*Prompt:* Restate each entry word for word. Keep every detail intact.

Start of Provided information

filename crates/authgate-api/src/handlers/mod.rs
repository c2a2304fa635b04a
//! HTTP request handlers.

pub mod auth;
pub mod health;
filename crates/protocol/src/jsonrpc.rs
//! JSON-RPC 2.0 framing. Requests carry an id and expect a correlated
//! response; notifications carry no id and expect nothing back.

use serde::{Deserialize, Serialize};

/// A request expecting a response correlated by `id`.
#[derive(Debug, Clone, Serialize, Deserialize)]
pub struct JsonRpcRequest {
    pub jsonrpc: String,
    /// Number or string, echoed verbatim in the response.
    pub id: serde_json::Value,
    pub method: String,
    #[serde(skip_serializing_if = "Option::is_none")]
    pub params: Option<serde_json::Value>,
}

impl JsonRpcRequest {
    pub fn new(id: u64, method: &str, params: Option<serde_json::Value>) -> Self {
        Self {
            jsonrpc: "2.0".into(),
            id: serde_json::Value::from(id),
            method: method.into(),
            params,
        }
    }
}

/// A one-way message with no response.
#[derive(Debug, Clone, Serialize, Deserialize)]
pub struct JsonRpcNotification {
    pub jsonrpc: String,
    pub method: String,
    #[serde(skip_serializing_if = "Option::is_none")]
    pub params: Option<serde_json::Value>,
}

/// Response to a request, either `result` or `error`.
#[derive(Debug, Clone, Serialize, Deserialize)]
pub struct JsonRpcResponse {
    pub jsonrpc: String,
    pub id: serde_json::Value,
    #[serde(skip_serializing_if = "Option::is_none")]
    pub result: Option<serde_json::Value>,
    #[serde(skip_serializing_if = "Option::is_none")]
    pub error: Option<JsonRpcError>,
}

impl JsonRpcResponse {
    pub fn success(id: serde_json::Value, result: serde_json::Value) -> Self {
        Self {
            jsonrpc: "2.0".into(),
            id,
            result: Some(result),
            error: None,
        }
    }

    pub fn failure(id: serde_json::Value, code: i64, message: impl Into<String>) -> Self {
        Self {
            jsonrpc: "2.0".into(),
            id,
            result: None,
            error: Some(JsonRpcError {
                code,
                message: message.into(),
                data: None,
            }),
        }
    }
}

#[derive(Debug, Clone, Serialize, Deserialize)]
pub struct JsonRpcError {
    pub code: i64,
    pub message: String,
    #[serde(skip_serializing_if = "Option::is_none")]
    pub data: Option<serde_json::Value>,
}

/// Standard JSON-RPC error codes used by the bridge.
pub mod error_codes {
    pub const PARSE_ERROR: i64 = -32700;
    pub const METHOD_NOT_FOUND: i64 = -32601;
    pub const INVALID_PARAMS: i64 = -32602;
    pub const INTERNAL_ERROR: i64 = -32603;
}

/// One inbound frame off the message-post path.
///
/// Requests are tried first: the only structural difference is the presence
/// of `id`, and a frame with an id must never be treated as a notification.
#[derive(Debug, Clone, Deserialize)]
#[serde(untagged)]
pub enum InboundFrame {
    Request(JsonRpcRequest),
    Notification(JsonRpcNotification),
}

impl InboundFrame {
    /// Parse a raw payload into a frame.
    pub fn parse(raw: &[u8]) -> Result<Self, serde_json::Error> {
        serde_json::from_slice(raw)
    }

    pub fn method(&self) -> &str {
        match self {
            Self::Request(r) => &r.method,
            Self::Notification(n) => &n.method,
        }
    }
}

#[cfg(test)]
mod tests {
    use super::*;

    #[test]
    fn request_serializes_with_version_tag() {
        let req = JsonRpcRequest::new(7, "tools/list", None);
        let v = serde_json::to_value(&req).unwrap();
        assert_eq!(v["jsonrpc"], "2.0");
        assert_eq!(v["id"], 7);
        assert_eq!(v["method"], "tools/list");
        assert!(v.get("params").is_none());
    }

    #[test]
    fn frame_with_id_parses_as_request() {
        let frame =
            InboundFrame::parse(br#"{"jsonrpc":"2.0","id":"a1","method":"ping"}"#).unwrap();
        assert!(matches!(frame, InboundFrame::Request(_)));
        assert_eq!(frame.method(), "ping");
    }

    #[test]
    fn frame_without_id_parses_as_notification() {
        let frame = InboundFrame::parse(
            br#"{"jsonrpc":"2.0","method":"notifications/initialized"}"#,
        )
        .unwrap();
        assert!(matches!(frame, InboundFrame::Notification(_)));
    }

    #[test]
    fn error_response_round_trips() {
        let resp = JsonRpcResponse::failure(1.into(), error_codes::METHOD_NOT_FOUND, "nope");
        let parsed: JsonRpcResponse =
            serde_json::from_str(&serde_json::to_string(&resp).unwrap()).unwrap();
        assert!(parsed.result.is_none());
        assert_eq!(parsed.error.unwrap().code, error_codes::METHOD_NOT_FOUND);
    }
}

End of Provided information

*Answer area:*
filename crates/authgate-api/src/handlers/mod.rs
repository c2a2304fa635b04a
//! HTTP request handlers.

pub mod auth;
pub mod health;
filename crates/protocol/src/jsonrpc.rs
//! JSON-RPC 2.0 framing. Requests carry an id and expect a correlated
//! response; notifications carry no id and expect nothing back.

use serde::{Deserialize, Serialize};

/// A request expecting a response correlated by `id`.
#[derive(Debug, Clone, Serialize, Deserialize)]
pub struct JsonRpcRequest {
    pub jsonrpc: String,
    /// Number or string, echoed verbatim in the response.
    pub id: serde_json::Value,
    pub method: String,
    #[serde(skip_serializing_if = "Option::is_none")]
    pub params: Option<serde_json::Value>,
}

impl JsonRpcRequest {
    pub fn new(id: u64, method: &str, params: Option<serde_json::Value>) -> Self {
        Self {
            jsonrpc: "2.0".into(),
            id: serde_json::Value::from(id),
            method: method.into(),
            params,
        }
    }
}

/// A one-way message with no response.
#[derive(Debug, Clone, Serialize, Deserialize)]
pub struct JsonRpcNotification {
    pub jsonrpc: String,
    pub method: String,
    #[serde(skip_serializing_if = "Option::is_none")]
    pub params: Option<serde_json::Value>,
}

/// Response to a request, either `result` or `error`.
#[derive(Debug, Clone, Serialize, Deserialize)]
pub struct JsonRpcResponse {
    pub jsonrpc: String,
    pub id: serde_json::Value,
    #[serde(skip_serializing_if = "Option::is_none")]
    pub result: Option<serde_json::Value>,
    #[serde(skip_serializing_if = "Option::is_none")]
    pub error: Option<JsonRpcError>,
}

impl JsonRpcResponse {
    pub fn success(id: serde_json::Value, result: serde_json::Value) -> Self {
        Self {
            jsonrpc: "2.0".into(),
            id,
            result: Some(result),
            error: None,
        }
    }

    pub fn failure(id: serde_json::Value, code: i64, message: impl Into<String>) -> Self {
        Self {
            jsonrpc: "2.0".into(),
            id,
            result: None,
            error: Some(JsonRpcError {
                code,
                message: message.into(),
                data: None,
            }),
        }
    }
}

#[derive(Debug, Clone, Serialize, Deserialize)]
pub struct JsonRpcError {
    pub code: i64,
    pub message: String,
    #[serde(skip_serializing_if = "Option::is_none")]
    pub data: Option<serde_json::Value>,
}

/// Standard JSON-RPC error codes used by the bridge.
pub mod error_codes {
    pub const PARSE_ERROR: i64 = -32700;
    pub const METHOD_NOT_FOUND: i64 = -32601;
    pub const INVALID_PARAMS: i64 = -32602;
    pub const INTERNAL_ERROR: i64 = -32603;
}

/// One inbound frame off the message-post path.
///
/// Requests are tried first: the only structural difference is the presence
/// of `id`, and a frame with an id must never be treated as a notification.
#[derive(Debug, Clone, Deserialize)]
#[serde(untagged)]
pub enum InboundFrame {
    Request(JsonRpcRequest),
    Notification(JsonRpcNotification),
}

impl InboundFrame {
    /// Parse a raw payload into a frame.
    pub fn parse(raw: &[u8]) -> Result<Self, serde_json::Error> {
        serde_json::from_slice(raw)
    }

    pub fn method(&self) -> &str {
        match self {
            Self::Request(r) => &r.method,
            Self::Notification(n) => &n.method,
        }
    }
}

#[cfg(test)]
mod tests {
    use super::*;

    #[test]
    fn request_serializes_with_version_tag() {
        let req = JsonRpcRequest::new(7, "tools/list", None);
        let v = serde_json::to_value(&req).unwrap();
        assert_eq!(v["jsonrpc"], "2.0");
        assert_eq!(v["id"], 7);
        assert_eq!(v["method"], "tools/list");
        assert!(v.get("params").is_none());
    }

    #[test]
    fn frame_with_id_parses_as_request() {
        let frame =
            InboundFrame::parse(br#"{"jsonrpc":"2.0","id":"a1","method":"ping"}"#).unwrap();
        assert!(matches!(frame, InboundFrame::Request(_)));
        assert_eq!(frame.method(), "ping");
    }

    #[test]
    fn frame_without_id_parses_as_notification() {
        let frame = InboundFrame::parse(
            br#"{"jsonrpc":"2.0","method":"notifications/initialized"}"#,
        )
        .unwrap();
        assert!(matches!(frame, InboundFrame::Notification(_)));
    }

    #[test]
    fn error_response_round_trips() {
        let resp = JsonRpcResponse::failure(1.into(), error_codes::METHOD_NOT_FOUND, "nope");
        let parsed: JsonRpcResponse =
            serde_json::from_str(&serde_json::to_string(&resp).unwrap()).unwrap();
        assert!(parsed.result.is_none());
        assert_eq!(parsed.error.unwrap().code, error_codes::METHOD_NOT_FOUND);
    }
}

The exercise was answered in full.